Assignment: An exact reproduction of all the entries is what the answer must contain.

»»

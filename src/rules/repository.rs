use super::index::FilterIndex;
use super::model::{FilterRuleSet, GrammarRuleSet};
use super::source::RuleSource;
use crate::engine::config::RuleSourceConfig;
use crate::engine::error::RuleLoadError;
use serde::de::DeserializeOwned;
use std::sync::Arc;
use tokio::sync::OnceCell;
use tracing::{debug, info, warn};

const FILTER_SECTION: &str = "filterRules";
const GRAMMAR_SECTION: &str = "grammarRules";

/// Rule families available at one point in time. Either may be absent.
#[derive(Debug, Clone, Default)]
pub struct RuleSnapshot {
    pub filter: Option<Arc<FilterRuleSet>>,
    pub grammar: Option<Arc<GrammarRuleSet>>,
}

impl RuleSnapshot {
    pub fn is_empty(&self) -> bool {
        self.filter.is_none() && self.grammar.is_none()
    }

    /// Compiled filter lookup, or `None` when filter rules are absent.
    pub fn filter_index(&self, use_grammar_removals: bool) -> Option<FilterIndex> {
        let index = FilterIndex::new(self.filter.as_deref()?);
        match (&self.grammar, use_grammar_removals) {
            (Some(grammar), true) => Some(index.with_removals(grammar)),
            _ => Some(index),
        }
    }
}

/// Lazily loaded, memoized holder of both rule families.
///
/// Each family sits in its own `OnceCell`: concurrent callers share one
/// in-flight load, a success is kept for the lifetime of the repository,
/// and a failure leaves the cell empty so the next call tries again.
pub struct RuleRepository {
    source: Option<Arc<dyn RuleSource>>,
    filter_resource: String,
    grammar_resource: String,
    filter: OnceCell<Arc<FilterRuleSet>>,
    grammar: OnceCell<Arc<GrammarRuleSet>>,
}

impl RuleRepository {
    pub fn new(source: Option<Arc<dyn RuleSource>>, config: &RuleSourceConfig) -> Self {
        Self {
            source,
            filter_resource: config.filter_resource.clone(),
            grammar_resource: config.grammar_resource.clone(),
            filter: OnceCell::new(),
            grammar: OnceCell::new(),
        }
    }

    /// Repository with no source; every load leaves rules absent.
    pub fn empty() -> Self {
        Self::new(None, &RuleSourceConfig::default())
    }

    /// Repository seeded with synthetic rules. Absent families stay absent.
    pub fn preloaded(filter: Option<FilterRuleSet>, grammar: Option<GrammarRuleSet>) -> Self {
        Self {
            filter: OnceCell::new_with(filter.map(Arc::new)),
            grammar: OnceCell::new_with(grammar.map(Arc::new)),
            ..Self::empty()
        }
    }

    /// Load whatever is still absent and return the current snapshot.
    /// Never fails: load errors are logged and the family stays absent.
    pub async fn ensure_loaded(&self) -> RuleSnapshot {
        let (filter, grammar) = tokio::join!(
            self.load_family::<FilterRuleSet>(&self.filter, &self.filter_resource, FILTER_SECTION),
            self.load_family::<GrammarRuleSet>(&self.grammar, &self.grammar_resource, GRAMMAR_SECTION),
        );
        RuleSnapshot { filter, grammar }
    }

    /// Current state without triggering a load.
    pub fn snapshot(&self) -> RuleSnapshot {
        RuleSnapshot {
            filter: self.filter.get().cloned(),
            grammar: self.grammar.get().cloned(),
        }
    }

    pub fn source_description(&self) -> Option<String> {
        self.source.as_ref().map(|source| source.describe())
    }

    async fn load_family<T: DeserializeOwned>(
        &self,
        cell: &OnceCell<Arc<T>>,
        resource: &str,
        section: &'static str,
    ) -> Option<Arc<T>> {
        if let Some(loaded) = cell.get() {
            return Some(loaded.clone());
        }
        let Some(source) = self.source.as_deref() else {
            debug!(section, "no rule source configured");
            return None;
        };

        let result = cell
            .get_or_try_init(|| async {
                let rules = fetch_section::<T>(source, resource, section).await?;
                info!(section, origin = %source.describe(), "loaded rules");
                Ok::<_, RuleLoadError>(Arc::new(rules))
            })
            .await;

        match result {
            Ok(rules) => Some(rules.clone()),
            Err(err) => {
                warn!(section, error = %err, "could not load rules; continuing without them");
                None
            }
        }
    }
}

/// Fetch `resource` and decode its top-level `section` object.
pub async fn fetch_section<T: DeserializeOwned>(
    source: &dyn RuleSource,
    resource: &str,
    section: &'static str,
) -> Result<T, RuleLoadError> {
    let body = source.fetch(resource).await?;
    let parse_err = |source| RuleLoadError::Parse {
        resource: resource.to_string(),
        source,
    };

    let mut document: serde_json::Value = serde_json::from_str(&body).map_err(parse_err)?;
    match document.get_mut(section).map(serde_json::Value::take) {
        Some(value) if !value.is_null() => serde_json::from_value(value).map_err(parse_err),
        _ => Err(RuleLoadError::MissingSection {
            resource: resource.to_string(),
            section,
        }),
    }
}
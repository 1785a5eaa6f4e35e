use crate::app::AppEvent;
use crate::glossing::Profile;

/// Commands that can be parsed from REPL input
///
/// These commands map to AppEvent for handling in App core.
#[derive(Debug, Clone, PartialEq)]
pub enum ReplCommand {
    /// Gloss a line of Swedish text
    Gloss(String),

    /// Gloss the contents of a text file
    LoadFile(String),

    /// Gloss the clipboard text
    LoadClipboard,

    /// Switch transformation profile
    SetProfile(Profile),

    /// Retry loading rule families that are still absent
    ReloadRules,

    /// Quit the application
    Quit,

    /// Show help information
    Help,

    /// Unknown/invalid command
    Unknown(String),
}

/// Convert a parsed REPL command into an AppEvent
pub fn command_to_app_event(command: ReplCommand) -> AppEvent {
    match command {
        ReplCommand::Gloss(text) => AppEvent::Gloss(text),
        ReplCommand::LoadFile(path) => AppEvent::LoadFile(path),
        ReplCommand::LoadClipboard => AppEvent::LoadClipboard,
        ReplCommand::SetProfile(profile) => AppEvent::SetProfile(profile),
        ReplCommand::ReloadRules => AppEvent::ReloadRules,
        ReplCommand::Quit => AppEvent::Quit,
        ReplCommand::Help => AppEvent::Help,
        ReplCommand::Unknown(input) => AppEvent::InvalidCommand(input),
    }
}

««

Solution to the problem:
filename src/rules/repository.rs
use super::index::FilterIndex;
use super::model::{FilterRuleSet, GrammarRuleSet};
use super::source::RuleSource;
use crate::engine::config::RuleSourceConfig;
use crate::engine::error::RuleLoadError;
use serde::de::DeserializeOwned;
use std::sync::Arc;
use tokio::sync::OnceCell;
use tracing::{debug, info, warn};

const FILTER_SECTION: &str = "filterRules";
const GRAMMAR_SECTION: &str = "grammarRules";

/// Rule families available at one point in time. Either may be absent.
#[derive(Debug, Clone, Default)]
pub struct RuleSnapshot {
    pub filter: Option<Arc<FilterRuleSet>>,
    pub grammar: Option<Arc<GrammarRuleSet>>,
}

impl RuleSnapshot {
    pub fn is_empty(&self) -> bool {
        self.filter.is_none() && self.grammar.is_none()
    }

    /// Compiled filter lookup, or `None` when filter rules are absent.
    pub fn filter_index(&self, use_grammar_removals: bool) -> Option<FilterIndex> {
        let index = FilterIndex::new(self.filter.as_deref()?);
        match (&self.grammar, use_grammar_removals) {
            (Some(grammar), true) => Some(index.with_removals(grammar)),
            _ => Some(index),
        }
    }
}

/// Lazily loaded, memoized holder of both rule families.
///
/// Each family sits in its own `OnceCell`: concurrent callers share one
/// in-flight load, a success is kept for the lifetime of the repository,
/// and a failure leaves the cell empty so the next call tries again.
pub struct RuleRepository {
    source: Option<Arc<dyn RuleSource>>,
    filter_resource: String,
    grammar_resource: String,
    filter: OnceCell<Arc<FilterRuleSet>>,
    grammar: OnceCell<Arc<GrammarRuleSet>>,
}

impl RuleRepository {
    pub fn new(source: Option<Arc<dyn RuleSource>>, config: &RuleSourceConfig) -> Self {
        Self {
            source,
            filter_resource: config.filter_resource.clone(),
            grammar_resource: config.grammar_resource.clone(),
            filter: OnceCell::new(),
            grammar: OnceCell::new(),
        }
    }

    /// Repository with no source; every load leaves rules absent.
    pub fn empty() -> Self {
        Self::new(None, &RuleSourceConfig::default())
    }

    /// Repository seeded with synthetic rules. Absent families stay absent.
    pub fn preloaded(filter: Option<FilterRuleSet>, grammar: Option<GrammarRuleSet>) -> Self {
        Self {
            filter: OnceCell::new_with(filter.map(Arc::new)),
            grammar: OnceCell::new_with(grammar.map(Arc::new)),
            ..Self::empty()
        }
    }

    /// Load whatever is still absent and return the current snapshot.
    /// Never fails: load errors are logged and the family stays absent.
    pub async fn ensure_loaded(&self) -> RuleSnapshot {
        let (filter, grammar) = tokio::join!(
            self.load_family::<FilterRuleSet>(&self.filter, &self.filter_resource, FILTER_SECTION),
            self.load_family::<GrammarRuleSet>(&self.grammar, &self.grammar_resource, GRAMMAR_SECTION),
        );
        RuleSnapshot { filter, grammar }
    }

    /// Current state without triggering a load.
    pub fn snapshot(&self) -> RuleSnapshot {
        RuleSnapshot {
            filter: self.filter.get().cloned(),
            grammar: self.grammar.get().cloned(),
        }
    }

    pub fn source_description(&self) -> Option<String> {
        self.source.as_ref().map(|source| source.describe())
    }

    async fn load_family<T: DeserializeOwned>(
        &self,
        cell: &OnceCell<Arc<T>>,
        resource: &str,
        section: &'static str,
    ) -> Option<Arc<T>> {
        if let Some(loaded) = cell.get() {
            return Some(loaded.clone());
        }
        let Some(source) = self.source.as_deref() else {
            debug!(section, "no rule source configured");
            return None;
        };

        let result = cell
            .get_or_try_init(|| async {
                let rules = fetch_section::<T>(source, resource, section).await?;
                info!(section, origin = %source.describe(), "loaded rules");
                Ok::<_, RuleLoadError>(Arc::new(rules))
            })
            .await;

        match result {
            Ok(rules) => Some(rules.clone()),
            Err(err) => {
                warn!(section, error = %err, "could not load rules; continuing without them");
                None
            }
        }
    }
}

/// Fetch `resource` and decode its top-level `section` object.
pub async fn fetch_section<T: DeserializeOwned>(
    source: &dyn RuleSource,
    resource: &str,
    section: &'static str,
) -> Result<T, RuleLoadError> {
    let body = source.fetch(resource).await?;
    let parse_err = |source| RuleLoadError::Parse {
        resource: resource.to_string(),
        source,
    };

    let mut document: serde_json::Value = serde_json::from_str(&body).map_err(parse_err)?;
    match document.get_mut(section).map(serde_json::Value::take) {
        Some(value) if !value.is_null() => serde_json::from_value(value).map_err(parse_err),
        _ => Err(RuleLoadError::MissingSection {
            resource: resource.to_string(),
            section,
        }),
    }
}
repository 1785a5eaa6f4e35e
use crate::app::AppEvent;
use crate::glossing::Profile;

/// Commands that can be parsed from REPL input
///
/// These commands map to AppEvent for handling in App core.
#[derive(Debug, Clone, PartialEq)]
pub enum ReplCommand {
    /// Gloss a line of Swedish text
    Gloss(String),

    /// Gloss the contents of a text file
    LoadFile(String),

    /// Gloss the clipboard text
    LoadClipboard,

    /// Switch transformation profile
    SetProfile(Profile),

    /// Retry loading rule families that are still absent
    ReloadRules,

    /// Quit the application
    Quit,

    /// Show help information
    Help,

    /// Unknown/invalid command
    Unknown(String),
}

/// Convert a parsed REPL command into an AppEvent
pub fn command_to_app_event(command: ReplCommand) -> AppEvent {
    match command {
        ReplCommand::Gloss(text) => AppEvent::Gloss(text),
        ReplCommand::LoadFile(path) => AppEvent::LoadFile(path),
        ReplCommand::LoadClipboard => AppEvent::LoadClipboard,
        ReplCommand::SetProfile(profile) => AppEvent::SetProfile(profile),
        ReplCommand::ReloadRules => AppEvent::ReloadRules,
        ReplCommand::Quit => AppEvent::Quit,
        ReplCommand::Help => AppEvent::Help,
        ReplCommand::Unknown(input) => AppEvent::InvalidCommand(input),
    }
}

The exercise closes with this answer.